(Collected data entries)
————————

#[tokio::test]
async fn failed_source_deletion_still_finishes_the_run() {
    let (store, writes) =
        flaky_delete_store(true, Err(StoreError::Other("permission denied".to_string())));
    let pipeline = Pipeline::new(
        &ScribeConfig::default(),
        Arc::new(store),
        replying("HELLO"),
        clock(),
    );
    let rule = MonitoringRule {
        delete_source_file: true,
        ..rule()
    };

    let outcome = pipeline.process_file(Path::new("note.md"), &rule).await;

    assert_eq!(
        outcome,
        ProcessOutcome::Done {
            output: PathBuf::from("note_processed.md"),
            source_deleted: false,
        }
    );
    let log = log_writes(&writes);
    assert_eq!(log.len(), 1);
    assert!(log[0].contains("| process | [[note.md]] -> [[note_processed.md]]"));
    assert!(!log[0].contains("| delete |"));
    assert!(!pipeline.is_in_flight(Path::new("note.md")));
}

#[tokio::test]
async fn written_outputs_are_recognised_as_own_until_changed() {
    let store = Arc::new(MemoryFileStore::new());
    store.insert("note.md", "hello");
    let pipeline = pipeline_with(&store, replying("HELLO"), CompletionFailurePolicy::Abort);

    pipeline.process_file(Path::new("note.md"), &rule()).await;

    assert!(pipeline.is_own_output(Path::new("note_processed.md"), "summarise").await);
    assert!(pipeline.is_own_output(Path::new(DEFAULT_LOG_FILE), "summarise").await);
    assert!(!pipeline.is_own_output(Path::new("note.md"), "summarise").await);
    assert!(
        !pipeline.is_own_output(Path::new("note_processed.md"), "other").await,
        "another rule may consume the output"
    );
    assert_eq!(
        pipeline
            .process_file(Path::new("note_processed.md"), &rule())
            .await,
        ProcessOutcome::OwnOutput
    );

    // Once the user edits the output it is an ordinary file again.
    store.set_modified(
        Path::new("note_processed.md"),
        SystemTime::now() + Duration::from_secs(60),
    );
    assert!(!pipeline.is_own_output(Path::new("note_processed.md"), "summarise").await);
}

#[tokio::test(start_paused = true)]
async fn needs_processing_tracks_source_modification_time_per_rule() {
    let store = Arc::new(MemoryFileStore::new());
    store.insert("note.md", "hello");
    let pipeline = pipeline_with(&store, replying("HELLO"), CompletionFailurePolicy::Abort);
    let seen = store.stat(Path::new("note.md")).await.unwrap().modified;

    assert!(pipeline.needs_processing(Path::new("note.md"), "summarise", seen));
    pipeline.process_file(Path::new("note.md"), &rule()).await;
    assert!(!pipeline.needs_processing(Path::new("note.md"), "summarise", seen));
    assert!(pipeline.needs_processing(Path::new("note.md"), "other", seen));
    assert!(pipeline.needs_processing(
        Path::new("note.md"),
        "summarise",
        seen + Duration::from_secs(1)
    ));
}

#[tokio::test(start_paused = true)]
async fn failed_completion_leaves_the_file_due() {
    let store = Arc::new(MemoryFileStore::new());
    store.insert("note.md", "hello");
    let pipeline = pipeline_with(
        &store,
        failing(CompletionError::Transport("boom".to_string())),
        CompletionFailurePolicy::Abort,
    );
    let seen = store.stat(Path::new("note.md")).await.unwrap().modified;

    let outcome = pipeline.process_file(Path::new("note.md"), &rule()).await;

    assert!(matches!(outcome, ProcessOutcome::CompletionFailed(_)));
    assert!(pipeline.needs_processing(Path::new("note.md"), "summarise", seen));
}
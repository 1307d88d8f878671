use std::path::{Path, PathBuf};
use std::time::Duration;

use serde::{Deserialize, Serialize};
use thiserror::Error;
use tracing::{debug, info, warn};

pub const DEFAULT_LOG_FILE: &str = "llm-scribe-log.md";
pub const DEFAULT_OUTPUT_TEMPLATE: &str = "{{filename}}_processed";
pub const DEFAULT_REQUEST_INTERVAL: Duration = Duration::from_secs(15);
pub const DEFAULT_REQUEST_TIMEOUT: Duration = Duration::from_secs(120);

/// What to do when an output file already exists.
#[derive(Debug, Clone, Copy, Default, PartialEq, Eq, Serialize, Deserialize)]
#[serde(rename_all = "lowercase")]
pub enum OutputFileHandling {
    #[default]
    Overwrite,
    Append,
    Rename,
}

/// What the pipeline does when a completion fails for good.
#[derive(Debug, Clone, Copy, Default, PartialEq, Eq, Serialize, Deserialize)]
#[serde(rename_all = "snake_case")]
pub enum CompletionFailurePolicy {
    /// No output, no log entry, no deletion.
    #[default]
    Abort,
    /// Write a description of the failure as the processed content.
    EmbedError,
}

/// A user-defined policy: which files to watch and how to transform them.
#[derive(Debug, Clone, PartialEq, Eq, Serialize, Deserialize)]
pub struct MonitoringRule {
    pub name: String,
    #[serde(default = "default_enabled")]
    pub enabled: bool,
    /// Path prefixes, relative to the store root.
    #[serde(default)]
    pub folders: Vec<PathBuf>,
    /// Debounce and poll interval, in seconds.
    #[serde(default)]
    pub delay: u64,
    pub file_name_template: String,
    /// Empty means no content filter.
    #[serde(default)]
    pub content_regex: String,
    pub prompt: String,
    #[serde(default)]
    pub template_file: Option<PathBuf>,
    #[serde(default = "default_output_template")]
    pub output_file_name_template: String,
    #[serde(default)]
    pub output_file_handling: OutputFileHandling,
    #[serde(default)]
    pub delete_source_file: bool,
}

fn default_enabled() -> bool {
    true
}

fn default_output_template() -> String {
    DEFAULT_OUTPUT_TEMPLATE.to_string()
}

impl MonitoringRule {
    pub fn delay(&self) -> Duration {
        Duration::from_secs(self.delay)
    }

    /// Poll period: the rule's delay, never below one second.
    pub fn poll_period(&self) -> Duration {
        Duration::from_secs(self.delay.max(1))
    }

    /// True if the rule is enabled and `path` lies under one of its folders.
    pub fn watches(&self, path: &Path) -> bool {
        self.enabled && self.folders.iter().any(|folder| path.starts_with(folder))
    }

    pub fn trace_loaded(&self) {
        info!(
            rule = %self.name,
            enabled = self.enabled,
            folders = ?self.folders,
            delay = self.delay,
            file_name_template = %self.file_name_template,
            handling = ?self.output_file_handling,
            "Loaded monitoring rule"
        );
    }
}

#[derive(Debug, Error)]
pub enum ConfigError {
    #[error("rule '{rule}' has an invalid content_regex: {source}")]
    InvalidContentRegex {
        rule: String,
        #[source]
        source: regex::Error,
    },
    #[error("rule at position {0} has an empty name")]
    EmptyRuleName(usize),
}

/// Everything the core needs to run: rules, log location, queue pacing.
#[derive(Debug, Clone)]
pub struct ScribeConfig {
    pub rules: Vec<MonitoringRule>,
    /// Activity log path, relative to the store root.
    pub log_file: PathBuf,
    pub request_interval: Duration,
    pub request_timeout: Duration,
    pub on_completion_failure: CompletionFailurePolicy,
}

impl Default for ScribeConfig {
    fn default() -> Self {
        Self {
            rules: Vec::new(),
            log_file: PathBuf::from(DEFAULT_LOG_FILE),
            request_interval: DEFAULT_REQUEST_INTERVAL,
            request_timeout: DEFAULT_REQUEST_TIMEOUT,
            on_completion_failure: CompletionFailurePolicy::default(),
        }
    }
}

impl ScribeConfig {
    /// Trims rule names, checks every content regex compiles and warns on
    /// duplicate names.
    pub fn validate(&mut self) -> Result<(), ConfigError> {
        for (index, rule) in self.rules.iter_mut().enumerate() {
            rule.name = rule.name.trim().to_string();
            if rule.name.is_empty() {
                return Err(ConfigError::EmptyRuleName(index));
            }
            if !rule.content_regex.trim().is_empty() {
                regex::Regex::new(&rule.content_regex).map_err(|source| {
                    ConfigError::InvalidContentRegex {
                        rule: rule.name.clone(),
                        source,
                    }
                })?;
            }
        }
        for (index, rule) in self.rules.iter().enumerate() {
            if self.rules[..index].iter().any(|r| r.name == rule.name) {
                warn!(rule = %rule.name, "Duplicate rule name; debounce timers are keyed by name");
            }
        }
        Ok(())
    }

    pub fn trace_loaded(&self) {
        info!(
            rules_count = self.rules.len(),
            log_file = %self.log_file.display(),
            request_interval = ?self.request_interval,
            policy = ?self.on_completion_failure,
            "Loaded ScribeConfig"
        );
        for rule in &self.rules {
            rule.trace_loaded();
        }
        debug!(?self, "ScribeConfig loaded (full debug)");
    }
}
//! Token substitution for output file names and activity log lines.
//!
//! Output name tokens:
//! - `{{filename}}`: source name without its final extension
//! - `{{extension}}`: final extension, no dot
//! - `{{date}}`: `YYYY-MM-DD`
//! - `{{time}}`: `HH-mm-ss`
//! - `{{yyyy}}`, `{{MM}}`, `{{dd}}`, `{{HH}}`, `{{mm}}`, `{{ss}}`
//!
//! Every function here is pure given a clock reading.

use std::fmt;
use std::path::Path;
use std::sync::OnceLock;

use chrono::{DateTime, Local};
use regex::{Captures, Regex};

/// Extension every rendered output name ends with.
pub const NOTE_EXTENSION: &str = "md";

/// Split `name` at its final dot. A leading dot does not start an extension.
fn split_extension(name: &str) -> (&str, &str) {
    match name.rfind('.') {
        Some(idx) if idx > 0 => (&name[..idx], &name[idx + 1..]),
        _ => (name, ""),
    }
}

fn token_pattern() -> &'static Regex {
    static PATTERN: OnceLock<Regex> = OnceLock::new();
    PATTERN.get_or_init(|| {
        Regex::new(r"\{\{(filename|extension|date|time|yyyy|MM|dd|HH|mm|ss)\}\}")
            .expect("token pattern is valid")
    })
}

/// Substitutes every token in one pass, so token-like text inside the source
/// name is copied through untouched.
pub fn render_output_name(original_name: &str, template: &str, now: &DateTime<Local>) -> String {
    let (stem, extension) = split_extension(original_name);
    let rendered = token_pattern()
        .replace_all(template, |caps: &Captures<'_>| match &caps[1] {
            "filename" => stem.to_string(),
            "extension" => extension.to_string(),
            "date" => now.format("%Y-%m-%d").to_string(),
            "time" => now.format("%H-%M-%S").to_string(),
            "yyyy" => now.format("%Y").to_string(),
            "MM" => now.format("%m").to_string(),
            "dd" => now.format("%d").to_string(),
            "HH" => now.format("%H").to_string(),
            "mm" => now.format("%M").to_string(),
            "ss" => now.format("%S").to_string(),
            _ => caps[0].to_string(),
        })
        .into_owned();
    let suffix = format!(".{NOTE_EXTENSION}");
    if rendered.ends_with(&suffix) {
        rendered
    } else {
        rendered + &suffix
    }
}

#[derive(Debug, Clone, Copy, PartialEq, Eq)]
pub enum LogOperation {
    Process,
    Delete,
}

impl fmt::Display for LogOperation {
    fn fmt(&self, f: &mut fmt::Formatter<'_>) -> fmt::Result {
        match self {
            LogOperation::Process => f.write_str("process"),
            LogOperation::Delete => f.write_str("delete"),
        }
    }
}

/// One append-only activity log record.
#[derive(Debug, Clone, PartialEq, Eq)]
pub struct LogEntry<'a> {
    pub operation: LogOperation,
    pub source: &'a Path,
    pub output: Option<&'a Path>,
    pub rule_name: &'a str,
    pub output_template: &'a str,
    pub prompt: &'a str,
}

/// Format a single markdown list line with wiki links to the files involved.
///
/// Newlines inside the prompt are flattened so the entry stays on one line.
pub fn render_log_entry(entry: &LogEntry<'_>, now: &DateTime<Local>) -> String {
    let output = entry
        .output
        .map(|p| format!("[[{}]]", p.display()))
        .unwrap_or_else(|| "-".to_string());
    let prompt = entry.prompt.split_whitespace().collect::<Vec<_>>().join(" ");
    format!(
        "- {} | {} | [[{}]] -> {} | rule: {} | output template: `{}` | prompt: {}",
        now.format("%Y-%m-%d %H:%M:%S"),
        entry.operation,
        entry.source.display(),
        output,
        entry.rule_name,
        entry.output_template,
        prompt,
    )
}
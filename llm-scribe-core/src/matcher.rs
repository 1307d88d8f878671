//! File name and content filters for monitoring rules.
//!
//! Name templates are globs where `*` is the only wildcard; every other
//! character is matched literally.

use std::collections::HashMap;
use std::sync::{Mutex, OnceLock};

use regex::Regex;
use tracing::warn;

/// Compiled name templates, keyed by template text. Rules are fixed for the
/// life of the process, so the map stays as small as the rule set.
fn name_patterns() -> &'static Mutex<HashMap<String, Option<Regex>>> {
    static PATTERNS: OnceLock<Mutex<HashMap<String, Option<Regex>>>> = OnceLock::new();
    PATTERNS.get_or_init(|| Mutex::new(HashMap::new()))
}

/// The compiled form of `template`, compiled on first use.
pub fn name_pattern(template: &str) -> Option<Regex> {
    let mut patterns = name_patterns().lock().expect("pattern cache lock poisoned");
    patterns
        .entry(template.to_string())
        .or_insert_with(|| compile_name_template(template))
        .clone()
}

/// Compile a name template into an anchored pattern.
///
/// Returns `None` for the empty template, which matches nothing.
pub fn compile_name_template(template: &str) -> Option<Regex> {
    if template.is_empty() {
        return None;
    }
    let body = template
        .split('*')
        .map(regex::escape)
        .collect::<Vec<_>>()
        .join(".*");
    match Regex::new(&format!("(?s)^{body}$")) {
        Ok(re) => Some(re),
        Err(e) => {
            // Escaped literals cannot fail to compile; only size limits can.
            warn!(template, error = %e, "Failed to compile file name template");
            None
        }
    }
}

/// True if the whole of `file_name` matches `template`.
pub fn matches_name(file_name: &str, template: &str) -> bool {
    name_pattern(template).is_some_and(|re| re.is_match(file_name))
}

/// True if `regex_source` is blank or matches somewhere in `content`.
///
/// An invalid pattern never matches.
pub fn matches_content(content: &str, regex_source: &str) -> bool {
    if regex_source.trim().is_empty() {
        return true;
    }
    match Regex::new(regex_source) {
        Ok(re) => re.is_match(content),
        Err(e) => {
            warn!(pattern = regex_source, error = %e, "Invalid content regex; treating as no match");
            false
        }
    }
}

————————

Brief: Every line in the data that holds the string "templates" should be copied.

Task result:
//! Name templates are globs where `*` is the only wildcard; every other
/// Compiled name templates, keyed by template text. Rules are fixed for the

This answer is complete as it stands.